Finished The Cigar Maker by Mark Carlos McGinty, a book that I almost didn't order because of the topic.  It is HF but not a challenge book.   And, it's a pretty good one.  This is the story of a man named Salvidor Ortiz who is a cigar maker.  He is a poor man who finds happiness with a woman who is kidnapped by his gang of insurgents in Cuba.  The gang's leader rapes her and she becomes pregnant.  Her father believes that their aristocratic blood is tainted and tries to have her abort the child by serving her a tea laced with a plant that will induce abortion.  He almost loses his daughter but the doctor saves both her and the child, a girl.  Even after the birth her father denies his grand daughter.  The daughter runs away in the arms of Salvidor and asks him to kidnap her and they sail to the U.S.  He falls in love with this beautiful headstrong young woman and marries her.  The story continues as Salvidor, an expert cigar maker, goes through a life filled with disputes with management and raises three strong willed, independent sons and the daughter he takes as his own.  While there are fictionalized portions, much of the story is based on stories the author heard from his grandfather.  It's a heart-warming wonderful read.  If you like historical fiction, this may be a read for you.   

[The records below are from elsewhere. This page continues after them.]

//! Proxy-IP routing: the pool of allocations and the listener bindings.

/// Per-proxy-IP listener set management.
pub mod listeners;

use std::collections::HashMap;
use std::net::IpAddr;
use std::sync::Arc;
use std::time::{Duration, Instant};

use tokio::sync::RwLock;
use uuid::Uuid;

use crate::core::errors::GatewayError;
use crate::store::{Backend, SqliteStore};

pub use listeners::{ConnHandler, ListenerSet, SuspendHandle};

/// How long a cached routing snapshot may serve before re-reading the
/// store. Writer commits invalidate eagerly; the TTL is the backstop for
/// bindings changed by another process (the CLI).
const CACHE_TTL: Duration = Duration::from_secs(5);

#[derive(Debug, Default)]
struct Cache {
    routes: HashMap<IpAddr, Backend>,
    refreshed_at: Option<Instant>,
}

/// The proxy-IP → backend routing table.
///
/// `resolve` is an O(1) in-memory lookup over the active allocation set;
/// `bind` and `release` write through the store and swap the cache
/// atomically.
pub struct RoutingTable {
    store: Arc<SqliteStore>,
    cache: RwLock<Cache>,
}

impl std::fmt::Debug for RoutingTable {
    fn fmt(&self, f: &mut std::fmt::Formatter<'_>) -> std::fmt::Result {
        f.debug_struct("RoutingTable").finish_non_exhaustive()
    }
}

impl RoutingTable {
    /// Create a table over the store. The first `resolve` populates the
    /// cache.
    #[must_use]
    pub fn new(store: Arc<SqliteStore>) -> Self {
        Self {
            store,
            cache: RwLock::new(Cache::default()),
        }
    }

    /// Resolve a proxy IP to its backend, or `None` when unbound.
    ///
    /// # Errors
    ///
    /// Propagates store errors, including the invariant violation raised
    /// when two active allocations are observed for one IP.
    pub async fn resolve(&self, proxy_ip: IpAddr) -> Result<Option<Backend>, GatewayError> {
        {
            let cache = self.cache.read().await;
            if cache
                .refreshed_at
                .is_some_and(|at| at.elapsed() < CACHE_TTL)
            {
                return Ok(cache.routes.get(&proxy_ip).cloned());
            }
        }

        self.refresh().await?;
        Ok(self.cache.read().await.routes.get(&proxy_ip).cloned())
    }

    /// Every proxy IP with an active allocation, for the listener set.
    ///
    /// # Errors
    ///
    /// Propagates store errors.
    pub async fn proxy_ips(&self) -> Result<Vec<IpAddr>, GatewayError> {
        {
            let cache = self.cache.read().await;
            if cache
                .refreshed_at
                .is_some_and(|at| at.elapsed() < CACHE_TTL)
            {
                return Ok(cache.routes.keys().copied().collect());
            }
        }

        self.refresh().await?;
        Ok(self.cache.read().await.routes.keys().copied().collect())
    }

    /// Bind a proxy IP to a backend and refresh the cache.
    ///
    /// # Errors
    ///
    /// [`GatewayError::Conflict`] if the IP is already bound.
    pub async fn bind(
        &self,
        proxy_ip: IpAddr,
        backend_id: Uuid,
        actor: &str,
    ) -> Result<(), GatewayError> {
        self.store.allocations().bind(proxy_ip, backend_id, actor).await?;
        self.refresh().await
    }

    /// Release a proxy IP binding and refresh the cache.
    ///
    /// # Errors
    ///
    /// [`GatewayError::Conflict`] while stays are active on the IP.
    pub async fn release(&self, proxy_ip: IpAddr, actor: &str) -> Result<(), GatewayError> {
        self.store.allocations().release(proxy_ip, actor).await?;
        self.refresh().await
    }

    /// Drop the cached snapshot; the next read goes to the store.
    pub async fn invalidate(&self) {
        self.cache.write().await.refreshed_at = None;
    }

    async fn refresh(&self) -> Result<(), GatewayError> {
        let allocations = self.store.allocations().active().await?;

        let mut routes = HashMap::with_capacity(allocations.len());
        for allocation in allocations {
            if routes.contains_key(&allocation.proxy_ip) {
                return Err(GatewayError::InvariantViolation {
                    proxy_ip: Some(allocation.proxy_ip),
                    detail: "two active allocations for one proxy IP".to_owned(),
                });
            }
            let Some(backend) = self
                .store
                .directory()
                .backend_by_id(allocation.backend_id)
                .await?
            else {
                return Err(GatewayError::InvariantViolation {
                    proxy_ip: Some(allocation.proxy_ip),
                    detail: format!("allocation references missing backend {}", allocation.backend_id),
                });
            };
            routes.insert(allocation.proxy_ip, backend);
        }

        let mut cache = self.cache.write().await;
        cache.routes = routes;
        cache.refreshed_at = Some(Instant::now());
        Ok(())
    }
}

#[cfg(test)]
mod tests {
    use super::*;
    use tempfile::TempDir;

    async fn fixture() -> (Arc<SqliteStore>, RoutingTable, TempDir) {
        let dir = TempDir::new().expect("Failed to create temp dir");
        let store = Arc::new(
            SqliteStore::new(&dir.path().join("test.db"))
                .await
                .expect("Failed to create store"),
        );
        let table = RoutingTable::new(Arc::clone(&store));
        (store, table, dir)
    }

    #[tokio::test]
    async fn resolve_follows_bind_and_release() {
        let (store, table, _dir) = fixture().await;
        let backend = store
            .directory()
            .create_backend("db-01", "192.0.2.10", None, true, false)
            .await
            .unwrap();

        let ip: IpAddr = "10.0.160.129".parse().unwrap();
        assert!(table.resolve(ip).await.unwrap().is_none());

        table.bind(ip, backend.id, "ops").await.unwrap();
        let routed = table.resolve(ip).await.unwrap().unwrap();
        assert_eq!(routed.id, backend.id);

        table.release(ip, "ops").await.unwrap();
        assert!(table.resolve(ip).await.unwrap().is_none());
    }

    #[tokio::test]
    async fn out_of_band_writes_visible_after_invalidate() {
        let (store, table, _dir) = fixture().await;
        let backend = store
            .directory()
            .create_backend("db-01", "192.0.2.10", None, true, false)
            .await
            .unwrap();
        let ip: IpAddr = "10.0.160.129".parse().unwrap();

        // Populate the cache with the empty table.
        assert!(table.resolve(ip).await.unwrap().is_none());

        // Another process binds directly through the store.
        store.allocations().bind(ip, backend.id, "cli").await.unwrap();

        table.invalidate().await;
        assert!(table.resolve(ip).await.unwrap().is_some());
    }
}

Veil of Lies by Jeri Westerson came early (interlibrary loan) I read it early but look forward to seeing the reactions in the read along.   Crispin Guest is known as The Tracker.  A former knight who lost his status due to a youthful rash decision, he has become an investigator who has a love/hate relationship with the sheriff.  Crispin becomes involved when a man asks him to discover whether or not his wife is being unfaithful to him.  Reluctantly he accepts the case but when he goes to report to the man that she is unfaithful, Crispin finds the man has been murdered.  Since he has not been paid he vows to discover the murderer.  One thing leads to another and national politics becomes part of the case.  Crispin gets beaten up a few times, thrown into the river, falls in love with the wife of the murdered man and works to untangle this mysterious web not the least of which is a fabric piece with the picture of a bearded man which supposedly has mysterious powers.  It's a good fast read.  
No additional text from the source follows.